Nevertheless, the urge to splurge (and the availability of Italian coffee) has induced us to make our way along the old donkey paths and ancient roads to our local metropolis.
I should explain, it isn’t as though we could drop a stone from our terrace down on Ugíjar- not even close. But making our way down there calls for a couple of long steep descents through deeply incised but very narrow barrancos or ravines and crossing through a beautifully eroded section of badlands.
Crossing the badlands calls for a good deal of getting back out of the barrancos we’d just skittered down. I imagine that whomever coined the expression, “Two steps forward, one step back,” had this route in mind.
Walking poles are essential kit for our creaky knees. We’re still using original equipment, the knees that is. We’ve already replaced the poles. Twice.
Now I don’t want you thinking that I’m whining. Susan and I walk because we enjoy it. We’ve discovered a couple of places along our walks here in the Alpujarra that are simply sublime. There isn’t a stitch of what Americans would call wilderness. The land has been occupied by humans and our ancestors since at least the Paleolithic. But there is one spot along our route to Ugíjar where the lone skeleton of an ancient olive tree stands in profile between the red earth and azure sky. The wind is fresh and that’s the only sound. We stand alone together, Susan and I. We watch a while. The moment passes and we walk on.

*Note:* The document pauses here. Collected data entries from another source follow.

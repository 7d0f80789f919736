//! Analytics computed inside Postgres, one aggregation query per analytic.
//!
//! Readings live in `medicoes("timestamp", sensor, power, "reactivePower",
//! "current", voltage)`, one row per phase and instant, in local time.

use async_trait::async_trait;
use chrono::{NaiveDate, NaiveDateTime};
use labbot_core::{
    analytics::{metrics::classify_voltage, types::*, AnalyticsBackend},
    Result,
};
use sqlx::{FromRow, PgPool};
use tracing::{debug, warn};

use crate::pool::db_err;

const CONSUMPTION_SQL: &str = r#"
WITH ordered AS (
    SELECT sensor,
           "timestamp" AS ts,
           power::float8 AS p,
           LAG("timestamp") OVER w AS prev_ts,
           LAG(power::float8) OVER w AS prev_p
    FROM medicoes
    WHERE "timestamp" >= $1 AND "timestamp" < $2
      AND sensor IN ('fase1', 'fase2', 'fase3')
    WINDOW w AS (PARTITION BY sensor ORDER BY "timestamp")
)
SELECT sensor,
       COALESCE(SUM((p + prev_p) / 2.0 * EXTRACT(EPOCH FROM (ts - prev_ts))::float8 / 3600.0)
           FILTER (WHERE prev_ts IS NOT NULL
                     AND ts > prev_ts
                     AND ts - prev_ts <= make_interval(secs => $3)), 0)::float8 AS kwh
FROM ordered
GROUP BY sensor
ORDER BY sensor
"#;

const DAILY_CONSUMPTION_SQL: &str = r#"
WITH ordered AS (
    SELECT "timestamp" AS ts,
           power::float8 AS p,
           LAG("timestamp") OVER w AS prev_ts,
           LAG(power::float8) OVER w AS prev_p
    FROM medicoes
    WHERE "timestamp" >= $1 AND "timestamp" < $2
      AND sensor IN ('fase1', 'fase2', 'fase3')
    WINDOW w AS (PARTITION BY sensor ORDER BY "timestamp")
)
SELECT ts::date AS day,
       SUM((p + prev_p) / 2.0 * EXTRACT(EPOCH FROM (ts - prev_ts))::float8 / 3600.0)::float8 AS kwh
FROM ordered
WHERE prev_ts IS NOT NULL
  AND ts > prev_ts
  AND ts - prev_ts <= make_interval(secs => $3)
GROUP BY 1
ORDER BY 1
"#;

We pass a couple of cortijos, ramshackle farmhouses alone out there, usually on a hill. Mr. Big Ears lives at one of them.
Like every country dog we’ve met in Spain, Señor Orejas Grandes is dedicated to announcing the passage of every walker. And like every free ranging dog we’ve met in Spain (save one and I have the scar to prove it — but that’s a another story), Mr. Big Ears keeps at a certain distance as he announces us. A stone’s throw, I’m guessing.
We met this little black and white mixed breed about the size of a Jack Russell on our first walk to Ugíjar. Of course we met him again on the way home, and then again a handful of minutes later.
We’d stopped to peel a couple of oranges and finish off the end of our water before tackling the last and steepest uphill stint to home, when along came our little buddy accompanied by his person.
Andalusians have a dramatically different accent than Valencians, not to mention the accent of Galicia, but that’s also another other story. So anyway, the gentleman with his dog stopped to speak with us. Andalusians are friendly that way. I never did catch his name, but we learned of his time in Germany, his struggle with diabetes, and his age (81).
It was a struggle with our American accented, virtually incomprehensible Spanish and our interlocutor’s predilection to imagine we understood German. After a few pleasant minutes, our new friend gave us a cheerful Auf Wiedersehen, collected up his little dog with the outsized ears and set off to chop saplings with the pruning hatchet he was carrying.
We continued on our way too.
The heartbreaking thing about the last half mile or so before reaching home from Ugíjar is that we’ve already gotten almost level with our casita. And then down we go into the final barranco. We’re tired. The backpacks full of oh, I don’t know, cat food, and Italian roasted coffee, and peanuts along with other “essentials” unavailable in Mairena are pretty darned heavy despite the empty water bottles. And it’s going to take 30 minutes to make that last climb with our hearts pounding in our ears.
Feels like those last couple years before retirement. The last of our donkey years, nose to the grind stone years. And those last steep, steep 50 meters up into Mairena are the hardest.
But you know, Mairena is only halfway up the south slope of the Sierra Nevada. And that got me thinking about how the first three years of our retirement have been like resting in Mairena before we finish climbing the rest of the mountain.
We are so lucky, Susan and I, that we have our sites set on the same mountain and we’ll be climbing it together. (I hope).